Good friends breakfasting together.
Orange juice, champange-diluted,
Drunk from glasses slimly fluted.
Croissants, filled with crisp delights,
Tempting tastes and blissful bites!
Nibblies on every platter.
Lots of laughter, cheerful chatter.
Something that we all hold dear.....
Good friends, good food, and Christmas Cheer.

 An unusual meal here:




Not the original Scarlett, I know.
Nor is this Rhett the original beau.
But they are so perfectly romantic,
We can't spoil the mood by being pedantic!
Clark Gable wasn't a patch on this
Gorgeous man who's about to kiss
A girl whose luminosity
Knocks spots off that old Vivien Leigh!
Clark Gable, they say, had very bad breath!
And Vivien's mewing bored me to death.
I know the purists will shout me down;
They may even ride me out of town.
But I have to say the couple above
Seem the epitome of LOVE!
Who they are I haven't a notion
But, my, can they express emotion!
In my next life I'll scorn a tiara!
I'd rather come back as Scarlett O'Hara!
A truly 'scarlet woman' here:

See tomorrow's blog for a little perspective.

Sunday, December 27, 2009

Another Chance

The Australian 'Spring Clean' takes place about now, even though Spring started in September. The end of the year really IS the end of the year in OZ so there is a six-week holiday for schools etc and social activities don't start again until February. So the sense of a brand new beginning is palpable.
The line in blue
comes from
New Year's Reality Check
 by Joanna Fuchs
Another year, another chance to start our lives anew,
A chance to straighten-up those things that now are all askew!
Is a drawer higgledy-piggledy? Is a cupboard a disgrace?
Is everything you own in some un-labelled 'other' place?
Is a shelf you labeled 'Urgent' full of items since ignored?
Is the box you saved for 'Photos' where the cotton reels are stored?
The New Year is a beacon, shining  Promise in our faces;
We know in 2010 we'll always stick to labelled places.
'For one brief shining moment' we'll be neat and organised,
But if next March finds us in a mess we shouldn't be surprised!
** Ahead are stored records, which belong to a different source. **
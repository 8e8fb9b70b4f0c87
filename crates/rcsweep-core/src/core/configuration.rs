use super::geometry::{Boundary, OrthorhombicBoundary};
use nalgebra::{Point3, Vector3};
use thiserror::Error;

#[derive(Debug, Error, PartialEq)]
pub enum ConfigurationError {
    #[error("Expected {expected} lattice sites (one per atom), got {found}")]
    LatticeSiteCount { expected: usize, found: usize },
    #[error("Atom index {index} is out of range for {count} atoms")]
    AtomOutOfRange { index: usize, count: usize },
}

/// What the meter needs to know about the simulated system.
pub trait SimulationBox {
    fn num_atoms(&self) -> usize;

    fn boundary(&self) -> &dyn Boundary;

    fn volume(&self) -> f64 {
        self.boundary().volume()
    }

    fn density(&self) -> f64 {
        self.num_atoms() as f64 / self.volume()
    }
}

/// Atom positions in a periodic box, optionally tied to reference lattice sites.
#[derive(Debug, Clone, PartialEq)]
pub struct Configuration {
    boundary: OrthorhombicBoundary,
    positions: Vec<Point3<f64>>,
    lattice_sites: Option<Vec<Point3<f64>>>,
}

impl Configuration {
    pub fn new(boundary: OrthorhombicBoundary, positions: Vec<Point3<f64>>) -> Self {
        Self {
            boundary,
            positions,
            lattice_sites: None,
        }
    }

    /// A simple-cubic crystal of `cells³` atoms sitting exactly on their sites.
    pub fn simple_cubic(cells: usize, spacing: f64) -> Result<Self, super::geometry::GeometryError> {
        let boundary = OrthorhombicBoundary::cubic(cells as f64 * spacing)?;
        let mut sites = Vec::with_capacity(cells * cells * cells);
        for ix in 0..cells {
            for iy in 0..cells {
                for iz in 0..cells {
                    sites.push(Point3::new(
                        (ix as f64 + 0.5) * spacing,
                        (iy as f64 + 0.5) * spacing,
                        (iz as f64 + 0.5) * spacing,
                    ));
                }
            }
        }
        Ok(Self {
            boundary,
            positions: sites.clone(),
            lattice_sites: Some(sites),
        })
    }

    pub fn with_lattice_sites(mut self, sites: Vec<Point3<f64>>) -> Result<Self, ConfigurationError> {
        if sites.len() != self.positions.len() {
            return Err(ConfigurationError::LatticeSiteCount {
                expected: self.positions.len(),
                found: sites.len(),
            });
        }
        self.lattice_sites = Some(sites);
        Ok(self)
    }

    pub fn positions(&self) -> &[Point3<f64>] {
        &self.positions
    }

    pub fn lattice_sites(&self) -> Option<&[Point3<f64>]> {
        self.lattice_sites.as_deref()
    }

    pub fn orthorhombic_boundary(&self) -> &OrthorhombicBoundary {
        &self.boundary
    }

    pub fn set_boundary(&mut self, boundary: OrthorhombicBoundary) {
        self.boundary = boundary;
    }

    pub fn set_position(&mut self, index: usize, position: Point3<f64>) -> Result<(), ConfigurationError> {
        let count = self.positions.len();
        let slot = self
            .positions
            .get_mut(index)
            .ok_or(ConfigurationError::AtomOutOfRange { index, count })?;
        *slot = position;
        Ok(())
    }

    /// Minimum-image separation `r_i − r_j`.
    pub fn separation(&self, i: usize, j: usize) -> Vector3<f64> {
        let mut dr = self.positions[i] - self.positions[j];
        self.boundary.nearest_image(&mut dr);
        dr
    }

    /// Minimum-image separation of the lattice sites of `i` and `j`.
    pub fn lattice_separation(&self, i: usize, j: usize) -> Option<Vector3<f64>> {
        self.lattice_sites.as_ref().map(|sites| {
            let mut dr = sites[i] - sites[j];
            self.boundary.nearest_image(&mut dr);
            dr
        })
    }

    /// Separation that keeps the atoms' own displacements from their sites
    /// intact: the imaged lattice separation plus `(r_i − R_i) − (r_j − R_j)`.
    pub fn lattice_corrected_separation(&self, i: usize, j: usize) -> Option<Vector3<f64>> {
        let sites = self.lattice_sites.as_ref()?;
        let lattice = self.lattice_separation(i, j)?;
        let mut di = self.positions[i] - sites[i];
        let mut dj = self.positions[j] - sites[j];
        self.boundary.nearest_image(&mut di);
        self.boundary.nearest_image(&mut dj);
        Some(lattice + di - dj)
    }
}

impl SimulationBox for Configuration {
    fn num_atoms(&self) -> usize {
        self.positions.len()
    }

    fn boundary(&self) -> &dyn Boundary {
        &self.boundary
    }
}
A good or bad example here:

Sunday Diary

December 27th

A very brief diary entry this week, not because life has been full and exciting but because it hasn’t. Not that I’m complaining. I’m in my annual ‘Spring-Cleaning’ mode, except that Spring started in September. This is a New Year clean. I always like to take advantage of the hiatus at this time of the year to tidy cupboards and throw-out unwanted clothes etc, so that I can start the New Year in an organised fashion. I know it wont last beyond March but at least I can start right.

My friend, Margaret, in NY, will be interested to hear that one of my projects is sorting through the old letters she sent me earlier in the year. I started dipping into them, but now I have time to read them at my leisure and to reminisce. I intend to cull them, keeping phrases and paragraphs that I think might be of interest to any genealogist in my family down the track. I’ll add them to my ‘Life Story’ already written for the same purpose.

So…… little to report for the first part of the week, except taking Blake to see ‘Avatar’ (not in 3D, unfortunately…. but I think all the swooping and bang-banging might have been too much for me in that medium anyway.) I thought it was a magnificent piece of work, with a good ‘message’ for once. But I’m glad I haven’t got to sit through it again!

A bit too much of a good thing!

This was  TUESDAY, the day we ‘minded’ Blake because Rebecca had to work and school holidays had begun. The two cousins came  round in the afternoon; here they are admiring one of Blake’s ‘gadgety thingies’. I told Blake he’d get ‘square eyes’ and Harry got quite upset about this, even asking about Blake’s eyes later in the week. I must watch what I say!

The rest of the week involved preparations for Xmas. I packed my 72 Lucky Dip presents and that took-up quite a lot of my time.

XMAS DAY was very pleasant, weather-wise. We’d all dreaded either heat or torrential rain. The rain arrrived in the evening, but it was only slight and brief here and the parts of NSW on which it fell were so dry that it was welcome whatever the season. Brian was on Fire Service night duty so he came home just for Xmas morning (100  miles each way!). He and Rebecca put on a delicious brunch. The gift opening was a delightful riot of course.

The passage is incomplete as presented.